In King Lear, Shakespeare depicts a fall from the highest elevation into the deepest abyss of misery, where humanity is stripped of all external and internal advantages, and given up a prey to naked helplessness. The threefold dignity of a king, an old man, and a father, is dishonored by the cruel ingratitude of his unnatural daughters; the old king, who out of a foolish tenderness has given away everything, is driven out into the world a homeless beggar; the childish imbecility to which he was fast advancing changes into the wildest insanity, and when he is rescued from the destitution to which he was abandoned, it is too late. After the Restoration, the play was often revised with a happy ending for audiences who disliked its dark and depressing tone, but since the 19th century Shakespeare's original version has been regarded as one of his supreme achievements. The tragedy is particularly noted for its probing observations on the nature of human suffering and family obligations.


Hamlet, Prince of Denmark

The Tragical History of Hamlet, Prince of Denmark, or more simply Hamlet, is believed to have been written between 1599 and 1601. Shakespeare's longest play, it is among the most powerful and influential tragedies in the English language. Hamlet so vividly portrays such a range of emotions, both real and feigned madness, overwhelming grief to seething rage—and explores themes of treachery, revenge, incest, and moral corruption.
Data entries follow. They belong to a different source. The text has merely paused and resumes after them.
use base64::{engine::general_purpose::STANDARD, Engine as _};
use jira_issue_config::JiraAccount;
use jira_issue_domain::{JiraIssue, SearchResults};
use serde_json::Value;
use tracing::{debug, error, warn};
use url::Url;

use crate::auth;
use crate::error::{JiraError, Result};
use crate::transport::{HttpRequest, HttpResponse, HttpTransport, ReqwestTransport};

const ICON_FALLBACK_CONTENT_TYPE: &str = "image/svg+xml;charset=UTF-8";

/// Jira REST client bound to a single account.
///
/// The account, including its status color cache, is owned by the client;
/// hand it back with [`JiraClient::into_account`] to persist cache updates.
pub struct JiraClient<T = ReqwestTransport> {
    account: JiraAccount,
    transport: T,
}

impl JiraClient<ReqwestTransport> {
    pub fn from_account(account: JiraAccount) -> Result<Self> {
        let transport = ReqwestTransport::new(account.insecure).map_err(JiraError::Request)?;
        Ok(Self::with_transport(account, transport))
    }
}

impl<T: HttpTransport> JiraClient<T> {
    pub fn with_transport(account: JiraAccount, transport: T) -> Self {
        Self { account, transport }
    }

    pub fn account(&self) -> &JiraAccount {
        &self.account
    }

    pub fn into_account(self) -> JiraAccount {
        self.account
    }

    #[cfg(test)]
    pub(crate) fn transport(&self) -> &T {
        &self.transport
    }

    pub fn build_url(&self, path: &str, query: Option<&[(&str, &str)]>) -> Result<Url> {
        let mut url = Url::parse(&format!(
            "{}{}{}",
            self.account.host, self.account.api_base_path, path
        ))?;
        if let Some(pairs) = query {
            url.set_query(None);
            url.query_pairs_mut().extend_pairs(pairs);
        }
        Ok(url)
    }

    /// `{resource}/{id}` under the API base path, with `id` encoded as one path segment.
    fn resource_url(&self, resource: &str, id: &str) -> Result<Url> {
        let mut url = self.build_url(resource, None)?;
        // http(s) URLs always have a path.
        url.path_segments_mut()
            .map_err(|()| JiraError::InvalidUrl(url::ParseError::RelativeUrlWithCannotBeABaseBase))?
            .push(id);
        Ok(url)
    }

    pub fn build_headers(&self) -> Result<Vec<(String, String)>> {
        auth::build_headers(&self.account.authentication)
    }

    /// Sends `request` and returns the JSON body of a 200 response untouched.
    pub fn send_request(&self, request: &HttpRequest) -> Result<Value> {
        let response = self.transport.get(request).map_err(|err| {
            error!(url = %request.url, error = %err, "Jira request failed");
            JiraError::Request(err)
        })?;
        debug!(url = %request.url, status = response.status, "Jira response");

        if response.status != 200 {
            return Err(status_error(&response));
        }

        Ok(response.json()?)
    }

    pub fn get_issue(&self, key: &str) -> Result<JiraIssue> {
        let headers = self.build_headers()?;
        let request = HttpRequest {
            url: self.resource_url("/issue", key)?,
            headers: headers.clone(),
        };
        let mut issue = JiraIssue::from_value(self.send_request(&request)?);

        let Some(icon_url) = issue.issue_type_icon_url().map(str::to_string) else {
            debug!(key, "issue has no issue type icon");
            return Ok(issue);
        };

        match self.fetch_icon(&icon_url, headers) {
            Ok(data_uri) => issue.set_icon(data_uri),
            Err(err) => warn!(key, icon_url = %icon_url, error = %err, "failed to inline issue type icon"),
        }

        Ok(issue)
    }

    pub fn get_search_results(&self, jql: &str, max: u32) -> Result<SearchResults> {
        let max = max.to_string();
        let request = HttpRequest {
            url: self.build_url(
                "/search",
                Some(&[("jql", jql), ("startAt", "0"), ("maxResults", max.as_str())]),
            )?,
            headers: self.build_headers()?,
        };
        Ok(SearchResults::from_value(self.send_request(&request)?))
    }

    /// Resolves the category color of `status`, asking Jira only the first time.
    pub fn update_status_color_cache(&mut self, status: &str) -> Result<String> {
        if let Some(color) = self.account.status_color_cache.get(status) {
            debug!(status, "status color cache hit");
            return Ok(color.to_string());
        }

        let request = HttpRequest {
            url: self.resource_url("/status", status)?,
            headers: self.build_headers()?,
        };
        let response = self.send_request(&request)?;
        let color = response
            .pointer("/statusCategory/colorName")
            .and_then(Value::as_str)
            .ok_or(JiraError::MissingField("statusCategory.colorName"))?;

        Ok(self
            .account
            .status_color_cache
            .insert_if_absent(status, color.to_string())
            .to_string())
    }

    pub fn status_color(&self, status: &str) -> Option<&str> {
        self.account.status_color_cache.get(status)
    }

    fn fetch_icon(&self, icon_url: &str, headers: Vec<(String, String)>) -> Result<String> {
        let url = Url::parse(&self.account.host)?.join(icon_url)?;
        let response = self
            .transport
            .get(&HttpRequest { url, headers })
            .map_err(JiraError::Request)?;
        if !response.is_success() {
            return Err(JiraError::HttpStatus(response.status));
        }

        let content_type = response
            .content_type()
            .filter(|value| !value.trim().is_empty())
            .unwrap_or(ICON_FALLBACK_CONTENT_TYPE);
        Ok(format!(
            "data:{content_type};base64,{}",
            STANDARD.encode(&response.body)
        ))
    }
}

fn status_error(response: &HttpResponse) -> JiraError {
    let is_json = response
        .content_type()
        .is_some_and(|value| value.contains("json"));
    if is_json {
        if let Some(messages) = response.json().ok().as_ref().and_then(error_messages) {
            return JiraError::Api(messages);
        }
    }
    debug!(status = response.status, body = %response.text(), "Jira error response");
    JiraError::HttpStatus(response.status)
}

fn error_messages(body: &Value) -> Option<String> {
    let messages = body
        .get("errorMessages")?
        .as_array()?
        .iter()
        .filter_map(Value::as_str)
        .collect::<Vec<_>>();
    if messages.is_empty() {
        return None;
    }
    Some(messages.join("\n"))
}
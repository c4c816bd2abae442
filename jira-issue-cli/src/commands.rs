use anyhow::{Context, Result};
use jira_issue_client::JiraClient;
use jira_issue_config::{JiraAccount, JiraIssueSettings};
use tracing::info;

use crate::cli_args::{CliCommand, CliOptions};

pub fn run(options: &CliOptions) -> Result<String> {
    let account = load_account(options)?;
    info!(
        account = %account.alias,
        host = %account.host,
        auth = account.authentication.kind(),
        "using Jira account"
    );
    let mut client = JiraClient::from_account(account)?;

    match &options.command {
        CliCommand::Issue { key } => {
            let issue = client
                .get_issue(key)
                .with_context(|| format!("failed to fetch issue {key}"))?;
            Ok(serde_json::to_string_pretty(issue.as_value())?)
        }
        CliCommand::Search { jql, max } => {
            let results = client
                .get_search_results(jql, *max)
                .with_context(|| "failed to run Jira search")?;
            Ok(serde_json::to_string_pretty(results.as_value())?)
        }
        CliCommand::Status { name } => {
            let color = client
                .update_status_color_cache(name)
                .with_context(|| format!("failed to resolve color of status '{name}'"))?;
            Ok(format_status(name, &color))
        }
    }
}

fn load_account(options: &CliOptions) -> Result<JiraAccount> {
    let settings = match options.config.as_deref() {
        Some(path) => JiraIssueSettings::load_from_path(path)?,
        None => JiraIssueSettings::load_default()?,
    };
    Ok(settings.resolve_account(options.account.as_deref())?.clone())
}

fn format_status(name: &str, color: &str) -> String {
    format!("{name}: {color}")
}
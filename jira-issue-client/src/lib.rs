//! Jira REST client for issue, search and status lookups.
//!
//! [`JiraClient`] authenticates every request according to the account's
//! [`Authentication`](jira_issue_config::Authentication) mode, turns non-200
//! responses into [`JiraError`] values and post-processes issue payloads by
//! inlining the issue type icon as a data URI.

pub mod auth;
mod client;
mod error;
pub mod transport;

pub use client::JiraClient;
pub use error::{JiraError, Result, TransportError};
pub use jira_issue_domain::{JiraIssue, SearchResults, StatusColorCache};
pub use transport::{HttpRequest, HttpResponse, HttpTransport, ReqwestTransport};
In this, the profoundest of plays, is a tragedy of thought inspired by continual and never-satisfied meditation on human destiny and the dark perplexity of the events of this world, one calculated to call forth the very same meditation in the minds of the spectators. This enigmatical work resembles somewhat those irrational equations in which a fraction of unknown magnitude always remains, that will in no way admit of solution. Much has been said, much written, on this piece, and yet no critic who anew expresses himself on it will entirely coincide with his predecessors. In the centuries-old debate about Hamlet's hesitation to kill his uncle, some see it as a mere plot device to prolong the action, and others percieve it as the result of pressure exerted by the complex philosophical and ethical issues that surround cold-blooded murder, calculated revenge and thwarted desire. The complexity of Hamlet's noble character is such that it has captured the imaginations of many of the finest actors in history, challenging each to measure himself against the great actors of the past including Richard Burbage (the original Hamlet), Thomas Betterton, David Garrick, John Barrymore, Laurence Olivier, Ian McKellen, and even Sarah Bernhardt (the first female Hamlet!)